Cord-cutting, streaming, SVoD, OTT — the universe of on-demand television and movies has exploded in the last 10 years. And, despite lags here and there, streaming shows no signs of slowing down with a new streaming service seeming to pop up every few months. Struum, a streaming service set to launch this spring, could be the ticket to helping viewers manage their streaming subscriptions.
What Is Struum?
In recent years, there has been chatter about bundling streaming options, but the major players of the streaming industry, Netflix, Amazon, Apple, Disney, HBO and YouTube, have no incentive at this point to bundle their very popular services. And, although these big streaming services, “have a combined 75% share of the streaming video distribution landscape,” according to 2020 Nielsen data, there are more than 250 niche and specialty streaming services that are ripe for bundling. Enter Struum. Sarah Perez for TechCrunch reports, Struum “aims to take the ClassPass model and apply it to the streaming landscape. That is, Struum’s plan is to aggregate content from smaller video-on-demand services, then provide that under its own subscription.”
How Will Struum Bundle Streaming Subscriptions?
The founders of Struum are heavyweights from the entertainment industry, and the intent behind Struum is to create a home for smaller streamer services that might be struggling to find audiences but still offer content people want to pick and choose from. The ability to watch a little bit of this on that streaming service and a little bit of that on this streaming service is a model that will resonate with many streaming fans. The Struum founders wanted to address the “underserved market of streamers” who according to founder Lauren DeVillier, are “trying to find space and voice.”
Struum will work by offering customers a single subscription fee and then a batch of credits that subscribers can trade in to watch shows and movies from different streaming partners under the Struum umbrella. If a customer seems to always prefer one service over another, Struum will encourage them to subscribe directly to that service. “In other words, Strumm acts as a customer acquisition engine for its partners, in addition to hosting their content,” reports Perez. Three dozen services have already brokered deals with Struum, which amounts to more than 20,000 TV series, movies and shorts.
A Struum subscription is expected to cost $9.99 per month for 100 credits, which is enough for one show a day, but Struum fees could also be charged on a “case-by-case basis with each streaming partner, depending on demand,” explained Struum founders to The Wall Street Journal. Struum’s revenue will come from their own subscriptions and sharing deals with partners.
What Should Digital Advertisers Think About Struum?
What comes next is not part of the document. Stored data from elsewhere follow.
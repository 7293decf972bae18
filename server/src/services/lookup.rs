//! Resolves a presented ticket number to a ticket of a given event.
//!
//! The presented value comes straight off a QR code or a keyboard and is
//! treated as an opaque string.

use crate::models::ticket::MAX_TICKET_NUMBER_LEN;
use crate::models::{Event, Ticket};
use crate::store::TicketStore;
use crate::utils::{AppError, ScanRejection};

/// Trims surrounding whitespace; rejects empty input.
pub fn normalize(presented: &str) -> Result<&str, AppError> {
    let trimmed = presented.trim();
    if trimmed.is_empty() {
        return Err(AppError::ValidationError(
            "Ticket number is required".to_string(),
        ));
    }
    Ok(trimmed)
}

/// Clips a presented value for storage in the audit log.
pub fn clip_for_audit(presented: &str) -> String {
    if presented.len() <= MAX_TICKET_NUMBER_LEN {
        return presented.to_string();
    }
    let mut end = MAX_TICKET_NUMBER_LEN;
    while !presented.is_char_boundary(end) {
        end -= 1;
    }
    presented[..end].to_string()
}

/// Finds the ticket numbered `ticket_number` for `event`.
///
/// A ticket that exists for some other event is reported as `WrongEvent`
/// and nothing about it is returned.
pub async fn resolve(
    store: &dyn TicketStore,
    event: &Event,
    ticket_number: &str,
) -> Result<Ticket, AppError> {
    if ticket_number.len() > MAX_TICKET_NUMBER_LEN {
        return Err(ScanRejection::NotFound.into());
    }

    match store.find_ticket(ticket_number).await? {
        None => Err(ScanRejection::NotFound.into()),
        Some(ticket) if ticket.event_id != event.id => Err(ScanRejection::WrongEvent.into()),
        Some(ticket) => Ok(ticket),
    }
}
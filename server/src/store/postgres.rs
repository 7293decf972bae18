use async_trait::async_trait;
use chrono::{DateTime, Utc};
use rust_decimal::Decimal;
use sqlx::postgres::{PgPool, PgPoolOptions};
use sqlx::FromRow;
use uuid::Uuid;

use super::{StoreError, TicketStore};
use crate::models::{
    CheckInStatus, Event, EventStatus, NewEvent, NewUser, Pricing, ScanOutcome, ScanRecord, Ticket,
    TicketCounts, User,
};

const EVENT_COLUMNS: &str = "id, host_id, title, description, location, start_time, end_time, \
     capacity, tickets_sold, is_free, price_amount, price_currency, assigned_staff, status, \
     created_at, updated_at";

const TICKET_COLUMNS: &str = "id, ticket_number, event_id, attendee_id, status, is_checked_in, \
     check_in_time, scanned_by, created_at, updated_at";

#[derive(Debug, FromRow)]
struct EventRow {
    id: Uuid,
    host_id: Uuid,
    title: String,
    description: Option<String>,
    location: String,
    start_time: DateTime<Utc>,
    end_time: DateTime<Utc>,
    capacity: i32,
    tickets_sold: i32,
    is_free: bool,
    price_amount: Option<Decimal>,
    price_currency: Option<String>,
    assigned_staff: Vec<Uuid>,
    status: String,
    created_at: DateTime<Utc>,
    updated_at: DateTime<Utc>,
}

impl TryFrom<EventRow> for Event {
    type Error = StoreError;

    fn try_from(row: EventRow) -> Result<Self, Self::Error> {
        let pricing = match (row.is_free, row.price_amount, row.price_currency) {
            (true, _, _) => Pricing::Free,
            (false, Some(amount), Some(currency)) => Pricing::Paid { amount, currency },
            (false, _, _) => {
                return Err(StoreError::Corrupt(format!(
                    "event {} is paid but has no price",
                    row.id
                )))
            }
        };

        Ok(Event {
            id: row.id,
            host_id: row.host_id,
            title: row.title,
            description: row.description,
            location: row.location,
            start_time: row.start_time,
            end_time: row.end_time,
            capacity: row.capacity,
            tickets_sold: row.tickets_sold,
            pricing,
            assigned_staff: row.assigned_staff,
            status: row
                .status
                .parse()
                .map_err(|e| StoreError::Corrupt(format!("{e}")))?,
            created_at: row.created_at,
            updated_at: row.updated_at,
        })
    }
}

#[derive(Debug, FromRow)]
struct TicketRow {
    id: Uuid,
    ticket_number: String,
    event_id: Uuid,
    attendee_id: Uuid,
    status: String,
    is_checked_in: bool,
    check_in_time: Option<DateTime<Utc>>,
    scanned_by: Option<Uuid>,
    created_at: DateTime<Utc>,
    updated_at: DateTime<Utc>,
}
Although there are hundreds of streaming platforms, the majority of viewership time is spent with just a handful. And many of the most popular streaming platforms do not monetize content with advertising. Struum has the potential to give niche streaming content more reach, presenting additional opportunities for digital advertisers to be more niche with their over-the-top (OTT) campaigns.
In addition, once getting off the ground, Struum intends to use consumer data, gleaned from signups and viewing habits, to “optimize its [content] library.” These insights may present targeting and partnership opportunities for advertisers down the road.